## SOURCE MATERIAL
-*-*-
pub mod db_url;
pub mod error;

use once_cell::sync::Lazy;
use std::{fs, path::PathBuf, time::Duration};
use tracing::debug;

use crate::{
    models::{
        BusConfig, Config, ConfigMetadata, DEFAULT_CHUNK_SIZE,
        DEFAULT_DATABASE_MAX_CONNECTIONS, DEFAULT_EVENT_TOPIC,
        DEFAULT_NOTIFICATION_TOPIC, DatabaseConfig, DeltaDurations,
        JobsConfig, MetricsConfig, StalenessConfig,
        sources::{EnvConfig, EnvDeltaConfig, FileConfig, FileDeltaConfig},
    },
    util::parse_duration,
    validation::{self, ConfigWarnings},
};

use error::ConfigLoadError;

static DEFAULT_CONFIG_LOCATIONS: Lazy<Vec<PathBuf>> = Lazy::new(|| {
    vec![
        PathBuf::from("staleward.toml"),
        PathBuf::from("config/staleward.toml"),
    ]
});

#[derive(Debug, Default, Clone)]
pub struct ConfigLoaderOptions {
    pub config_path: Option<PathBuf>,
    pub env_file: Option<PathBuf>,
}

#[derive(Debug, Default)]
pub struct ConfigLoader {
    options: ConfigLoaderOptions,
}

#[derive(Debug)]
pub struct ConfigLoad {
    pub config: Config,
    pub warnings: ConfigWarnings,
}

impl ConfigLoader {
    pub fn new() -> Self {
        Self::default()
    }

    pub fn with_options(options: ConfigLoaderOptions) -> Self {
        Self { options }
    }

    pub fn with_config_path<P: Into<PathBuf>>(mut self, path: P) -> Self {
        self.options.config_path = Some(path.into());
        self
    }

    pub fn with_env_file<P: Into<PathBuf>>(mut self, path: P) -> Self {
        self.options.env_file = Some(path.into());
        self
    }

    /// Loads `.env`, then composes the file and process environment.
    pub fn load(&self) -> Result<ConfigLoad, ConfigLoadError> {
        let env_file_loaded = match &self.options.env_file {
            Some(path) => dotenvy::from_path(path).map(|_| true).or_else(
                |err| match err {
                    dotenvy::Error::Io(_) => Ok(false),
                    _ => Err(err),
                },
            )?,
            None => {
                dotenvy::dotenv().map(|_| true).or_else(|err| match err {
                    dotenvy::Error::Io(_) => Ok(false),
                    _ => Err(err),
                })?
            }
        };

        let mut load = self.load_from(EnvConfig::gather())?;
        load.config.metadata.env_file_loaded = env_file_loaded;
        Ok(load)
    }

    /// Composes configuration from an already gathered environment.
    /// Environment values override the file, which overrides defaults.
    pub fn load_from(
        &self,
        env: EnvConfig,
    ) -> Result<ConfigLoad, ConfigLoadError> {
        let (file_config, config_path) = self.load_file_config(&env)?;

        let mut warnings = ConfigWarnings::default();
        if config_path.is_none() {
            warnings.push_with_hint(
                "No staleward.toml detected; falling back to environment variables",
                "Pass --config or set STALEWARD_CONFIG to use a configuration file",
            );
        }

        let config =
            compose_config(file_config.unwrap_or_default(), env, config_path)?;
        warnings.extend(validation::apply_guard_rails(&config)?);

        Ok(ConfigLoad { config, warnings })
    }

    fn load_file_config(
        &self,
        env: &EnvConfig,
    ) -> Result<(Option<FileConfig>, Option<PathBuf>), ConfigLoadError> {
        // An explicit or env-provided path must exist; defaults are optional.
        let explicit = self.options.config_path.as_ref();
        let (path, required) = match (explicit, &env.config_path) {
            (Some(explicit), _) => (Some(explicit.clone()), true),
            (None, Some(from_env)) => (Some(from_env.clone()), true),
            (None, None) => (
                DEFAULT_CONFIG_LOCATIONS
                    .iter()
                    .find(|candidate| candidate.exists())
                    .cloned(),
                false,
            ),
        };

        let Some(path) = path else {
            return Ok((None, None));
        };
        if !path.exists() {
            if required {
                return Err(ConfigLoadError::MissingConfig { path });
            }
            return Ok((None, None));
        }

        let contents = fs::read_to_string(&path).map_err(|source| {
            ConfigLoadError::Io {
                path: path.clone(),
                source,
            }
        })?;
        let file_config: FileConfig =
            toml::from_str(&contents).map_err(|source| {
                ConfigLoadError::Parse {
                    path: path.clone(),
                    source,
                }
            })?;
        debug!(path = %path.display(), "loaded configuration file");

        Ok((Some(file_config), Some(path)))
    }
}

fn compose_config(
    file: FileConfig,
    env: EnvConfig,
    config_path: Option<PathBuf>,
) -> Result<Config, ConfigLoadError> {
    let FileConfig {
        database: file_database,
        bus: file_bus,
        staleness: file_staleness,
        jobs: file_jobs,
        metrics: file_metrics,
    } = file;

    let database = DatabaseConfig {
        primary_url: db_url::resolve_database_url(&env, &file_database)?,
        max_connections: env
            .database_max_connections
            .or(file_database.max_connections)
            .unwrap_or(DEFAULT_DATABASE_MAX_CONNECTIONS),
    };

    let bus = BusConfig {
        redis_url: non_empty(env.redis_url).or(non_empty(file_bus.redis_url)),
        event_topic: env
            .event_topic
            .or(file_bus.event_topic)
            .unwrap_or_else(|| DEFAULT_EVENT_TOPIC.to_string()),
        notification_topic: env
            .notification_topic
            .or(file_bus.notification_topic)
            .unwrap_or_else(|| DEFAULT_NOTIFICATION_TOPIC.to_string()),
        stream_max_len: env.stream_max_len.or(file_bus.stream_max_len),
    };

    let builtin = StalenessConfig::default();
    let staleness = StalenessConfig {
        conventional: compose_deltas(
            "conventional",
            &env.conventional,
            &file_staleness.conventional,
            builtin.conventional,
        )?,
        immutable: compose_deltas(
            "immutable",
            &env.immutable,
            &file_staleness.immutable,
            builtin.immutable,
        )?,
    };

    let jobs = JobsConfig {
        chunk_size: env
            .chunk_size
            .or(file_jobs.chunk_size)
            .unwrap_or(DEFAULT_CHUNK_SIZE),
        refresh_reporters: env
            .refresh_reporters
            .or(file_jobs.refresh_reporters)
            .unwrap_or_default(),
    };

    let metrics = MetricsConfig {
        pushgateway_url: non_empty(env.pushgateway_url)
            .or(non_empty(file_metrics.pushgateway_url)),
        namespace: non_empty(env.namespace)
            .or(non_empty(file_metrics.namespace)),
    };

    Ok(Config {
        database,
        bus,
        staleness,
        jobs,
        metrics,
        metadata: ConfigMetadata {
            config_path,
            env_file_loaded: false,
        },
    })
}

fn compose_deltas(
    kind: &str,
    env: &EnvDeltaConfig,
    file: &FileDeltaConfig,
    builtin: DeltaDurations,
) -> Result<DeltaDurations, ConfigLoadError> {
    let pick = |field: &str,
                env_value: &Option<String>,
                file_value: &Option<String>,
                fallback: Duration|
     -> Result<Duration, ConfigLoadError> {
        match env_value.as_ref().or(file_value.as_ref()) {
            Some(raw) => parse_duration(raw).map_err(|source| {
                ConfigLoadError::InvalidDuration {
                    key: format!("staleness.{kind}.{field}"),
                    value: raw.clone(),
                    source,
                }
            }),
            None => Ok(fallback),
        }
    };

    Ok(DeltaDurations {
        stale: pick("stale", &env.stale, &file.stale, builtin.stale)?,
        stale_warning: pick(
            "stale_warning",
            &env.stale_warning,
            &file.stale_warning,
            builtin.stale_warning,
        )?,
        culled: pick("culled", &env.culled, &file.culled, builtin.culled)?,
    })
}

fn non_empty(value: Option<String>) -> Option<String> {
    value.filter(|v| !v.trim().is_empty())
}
-*-*-
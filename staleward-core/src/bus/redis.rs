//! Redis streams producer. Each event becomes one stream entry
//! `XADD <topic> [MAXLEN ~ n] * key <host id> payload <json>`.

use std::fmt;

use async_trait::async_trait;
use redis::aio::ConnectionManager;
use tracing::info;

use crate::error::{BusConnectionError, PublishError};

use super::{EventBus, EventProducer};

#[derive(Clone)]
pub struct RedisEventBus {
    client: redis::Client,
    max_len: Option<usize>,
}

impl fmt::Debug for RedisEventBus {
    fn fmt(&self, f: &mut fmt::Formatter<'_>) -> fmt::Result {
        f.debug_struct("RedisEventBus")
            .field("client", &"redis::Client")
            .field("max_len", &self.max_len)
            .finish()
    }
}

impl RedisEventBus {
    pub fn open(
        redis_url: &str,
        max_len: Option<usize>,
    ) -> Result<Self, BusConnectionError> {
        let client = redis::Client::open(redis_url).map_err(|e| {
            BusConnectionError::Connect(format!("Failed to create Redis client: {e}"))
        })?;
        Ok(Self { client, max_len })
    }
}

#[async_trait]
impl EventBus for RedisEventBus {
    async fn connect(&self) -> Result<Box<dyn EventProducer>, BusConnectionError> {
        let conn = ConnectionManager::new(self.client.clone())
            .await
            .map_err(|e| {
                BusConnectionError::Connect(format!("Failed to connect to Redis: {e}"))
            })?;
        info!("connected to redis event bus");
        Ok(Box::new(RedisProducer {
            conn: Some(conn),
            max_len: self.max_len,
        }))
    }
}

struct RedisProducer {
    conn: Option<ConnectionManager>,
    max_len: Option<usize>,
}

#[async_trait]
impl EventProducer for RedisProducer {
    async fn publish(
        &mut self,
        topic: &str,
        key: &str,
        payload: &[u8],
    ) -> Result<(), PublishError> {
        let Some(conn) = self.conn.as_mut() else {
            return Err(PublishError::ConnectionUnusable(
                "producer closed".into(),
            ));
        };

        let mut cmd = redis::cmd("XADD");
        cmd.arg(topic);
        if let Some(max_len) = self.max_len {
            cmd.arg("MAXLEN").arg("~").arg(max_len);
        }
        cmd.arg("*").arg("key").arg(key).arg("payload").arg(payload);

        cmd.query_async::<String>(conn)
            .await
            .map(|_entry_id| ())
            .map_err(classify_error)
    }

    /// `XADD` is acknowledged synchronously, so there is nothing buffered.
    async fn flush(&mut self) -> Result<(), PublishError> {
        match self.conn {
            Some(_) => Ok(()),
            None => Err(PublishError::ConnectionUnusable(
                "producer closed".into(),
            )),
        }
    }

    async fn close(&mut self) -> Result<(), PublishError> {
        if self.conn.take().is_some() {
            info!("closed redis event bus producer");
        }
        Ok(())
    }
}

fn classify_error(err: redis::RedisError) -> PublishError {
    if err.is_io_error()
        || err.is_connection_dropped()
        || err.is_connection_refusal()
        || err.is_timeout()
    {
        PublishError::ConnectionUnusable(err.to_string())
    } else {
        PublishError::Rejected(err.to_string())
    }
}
-*-*-
## REQUIREMENT
Among the entries above, the line containing "pub mod db_url;", the line containing "#[derive(Debug, Default, Clone)]", and all lines between them are to be restated word for word; nothing else belongs in the reply.

## ANSWER SECTION
pub mod db_url;
pub mod error;

use once_cell::sync::Lazy;
use std::{fs, path::PathBuf, time::Duration};
use tracing::debug;

use crate::{
    models::{
        BusConfig, Config, ConfigMetadata, DEFAULT_CHUNK_SIZE,
        DEFAULT_DATABASE_MAX_CONNECTIONS, DEFAULT_EVENT_TOPIC,
        DEFAULT_NOTIFICATION_TOPIC, DatabaseConfig, DeltaDurations,
        JobsConfig, MetricsConfig, StalenessConfig,
        sources::{EnvConfig, EnvDeltaConfig, FileConfig, FileDeltaConfig},
    },
    util::parse_duration,
    validation::{self, ConfigWarnings},
};

use error::ConfigLoadError;

static DEFAULT_CONFIG_LOCATIONS: Lazy<Vec<PathBuf>> = Lazy::new(|| {
    vec![
        PathBuf::from("staleward.toml"),
        PathBuf::from("config/staleward.toml"),
    ]
});

#[derive(Debug, Default, Clone)]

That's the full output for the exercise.